The APEC China 2014 was the 22nd annual gathering of APEC leaders. It was held in Yanqi Lake (), Huairou District, Beijing on 10–12, November 2014.

Attendees
Prior to a two plane tragedies of Malaysia Airlines flight between MH370 and MH17, this was the first APEC meeting for Indonesian President Joko Widodo, Thai Prime Minister Prayuth Chan-ocha and Chilean President Michelle Bachelet (in her comeback) since their inaugurations on 20 October 2014, 22 May 2014 and 11 March 2014, respectively.

It was also the last APEC meeting for Australian Prime Minister Tony Abbott (who stepped down on September 15, 2015 following the 2015 Australian leadership spill) and Canadian Prime Minister Stephen Harper (who stepped down on November 4, 2015 following the 2015 Canadian federal election).

Preparations
According to journalist John Pomfret, China spent $6 billion on preparations for the summit.

China attempted to prevent Beijing's frequent smog from occurring during the meeting through various measures, including limiting driving and closing down factories in Beijing and the surrounding province of Hebei. The air was clear towards the beginning of the APEC week, but was predicted to be somewhat smoggy during the summit itself.
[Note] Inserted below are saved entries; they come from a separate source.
//! Worn equipment snapshot.

use std::collections::{BTreeMap, BTreeSet};

use serde::{Deserialize, Serialize};
use tickstate_core::Item;

/// Number of equipment slots.
pub const EQUIPMENT_SIZE: usize = 14;

/// Slot indices.
#[allow(missing_docs)]
pub mod slots {
    pub const HEAD: usize = 0;
    pub const CAPE: usize = 1;
    pub const AMULET: usize = 2;
    pub const WEAPON: usize = 3;
    pub const BODY: usize = 4;
    pub const SHIELD: usize = 5;
    pub const LEGS: usize = 7;
    pub const GLOVES: usize = 9;
    pub const BOOTS: usize = 10;
    pub const RING: usize = 12;
    pub const AMMO: usize = 13;
}

/// Worn items keyed by slot index.
#[derive(Clone, Debug, PartialEq, Eq, Serialize, Deserialize)]
pub struct EquipmentState {
    equipped: BTreeMap<usize, Item>,
    observed: bool,
}

impl EquipmentState {
    /// Nothing worn. Returned before login.
    #[must_use]
    pub fn empty() -> Self {
        Self {
            equipped: BTreeMap::new(),
            observed: true,
        }
    }

    /// The container has not loaded yet. Always stale.
    #[must_use]
    pub fn unknown() -> Self {
        Self {
            equipped: BTreeMap::new(),
            observed: false,
        }
    }

    /// Build from raw container slots, skipping placeholders.
    #[must_use]
    pub fn from_items(items: &[Item]) -> Self {
        let equipped = items
            .iter()
            .take(EQUIPMENT_SIZE)
            .enumerate()
            .filter(|(_, item)| !item.is_empty())
            .map(|(slot, item)| (slot, *item))
            .collect();
        Self {
            equipped,
            observed: true,
        }
    }

    /// Whether this is the never-observed sentinel.
    #[must_use]
    pub fn is_unknown(&self) -> bool {
        !self.observed
    }

    /// Item in a slot.
    #[must_use]
    pub fn equipped(&self, slot: usize) -> Option<Item> {
        self.equipped.get(&slot).copied()
    }

    /// Whether a slot is occupied.
    #[must_use]
    pub fn has_equipped_slot(&self, slot: usize) -> bool {
        self.equipped.contains_key(&slot)
    }

    /// Whether the item is worn in any slot.
    #[must_use]
    pub fn has_equipped(&self, item_id: i32) -> bool {
        self.equipped.values().any(|item| item.id == item_id)
    }

    /// Whether any of the items is worn.
    #[must_use]
    pub fn has_any_equipped(&self, item_ids: &[i32]) -> bool {
        item_ids.iter().any(|id| self.has_equipped(*id))
    }

    /// Whether all of the items are worn.
    #[must_use]
    pub fn has_all_equipped(&self, item_ids: &[i32]) -> bool {
        item_ids.iter().all(|id| self.has_equipped(*id))
    }

    /// Slot the item is worn in.
    #[must_use]
    pub fn slot_of(&self, item_id: i32) -> Option<usize> {
        self.equipped
            .iter()
            .find(|(_, item)| item.id == item_id)
            .map(|(slot, _)| *slot)
    }

    /// Ids of everything worn.
    #[must_use]
    pub fn equipped_ids(&self) -> BTreeSet<i32> {
        self.equipped.values().map(|item| item.id).collect()
    }

    /// Wielded weapon id.
    #[must_use]
    pub fn weapon_id(&self) -> Option<i32> {
        self.equipped(slots::WEAPON).map(|item| item.id)
    }

    /// Ammunition id.
    #[must_use]
    pub fn ammo_id(&self) -> Option<i32> {
        self.equipped(slots::AMMO).map(|item| item.id)
    }

    /// Ammunition stack size, 0 without ammo.
    #[must_use]
    pub fn ammo_count(&self) -> i32 {
        self.equipped(slots::AMMO).map_or(0, |item| item.quantity)
    }

    /// Whether every expected id is worn (extras allowed).
    #[must_use]
    pub fn matches_gear_set(&self, expected: &BTreeSet<i32>) -> bool {
        expected.is_subset(&self.equipped_ids())
    }

    /// Whether exactly the expected ids are worn.
    #[must_use]
    pub fn exactly_matches_gear_set(&self, expected: &BTreeSet<i32>) -> bool {
        &self.equipped_ids() == expected
    }

    /// Expected ids that are not worn.
    #[must_use]
    pub fn missing_from_gear_set(&self, expected: &BTreeSet<i32>) -> BTreeSet<i32> {
        expected.difference(&self.equipped_ids()).copied().collect()
    }

    /// Number of occupied slots.
    #[must_use]
    pub fn len(&self) -> usize {
        self.equipped.len()
    }

    /// Nothing worn.
    #[must_use]
    pub fn is_empty(&self) -> bool {
        self.equipped.is_empty()
    }
}

impl Default for EquipmentState {
    fn default() -> Self {
        Self::empty()
    }
}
The efforts created somewhat of a backlash among internet users, with the phrase "APEC blue" being coined to satirically refer to something fleeting.

Beijing banned subway riders from wearing Halloween costumes ahead of the event, citing public order concerns.

Events
Chinese President Xi Jinping and Japanese Prime Minister Shinzo Abe had a highly anticipated face-to-face meeting on November 10. Both leaders were described as looking noticeably dour in the photos of them taken prior to the meeting.

On November 12, Xi and Obama announced that their two nations would work to reduce greenhouse gases. The United States would cut their 2005 carbon emissions by 26% to 28% by 2025, while China would peak their carbon emissions by 2030 and strive to achieve 20% of its energy from sources that do not produce carbon emissions. This agreement marks the first time that China agreed to peak its carbon emissions.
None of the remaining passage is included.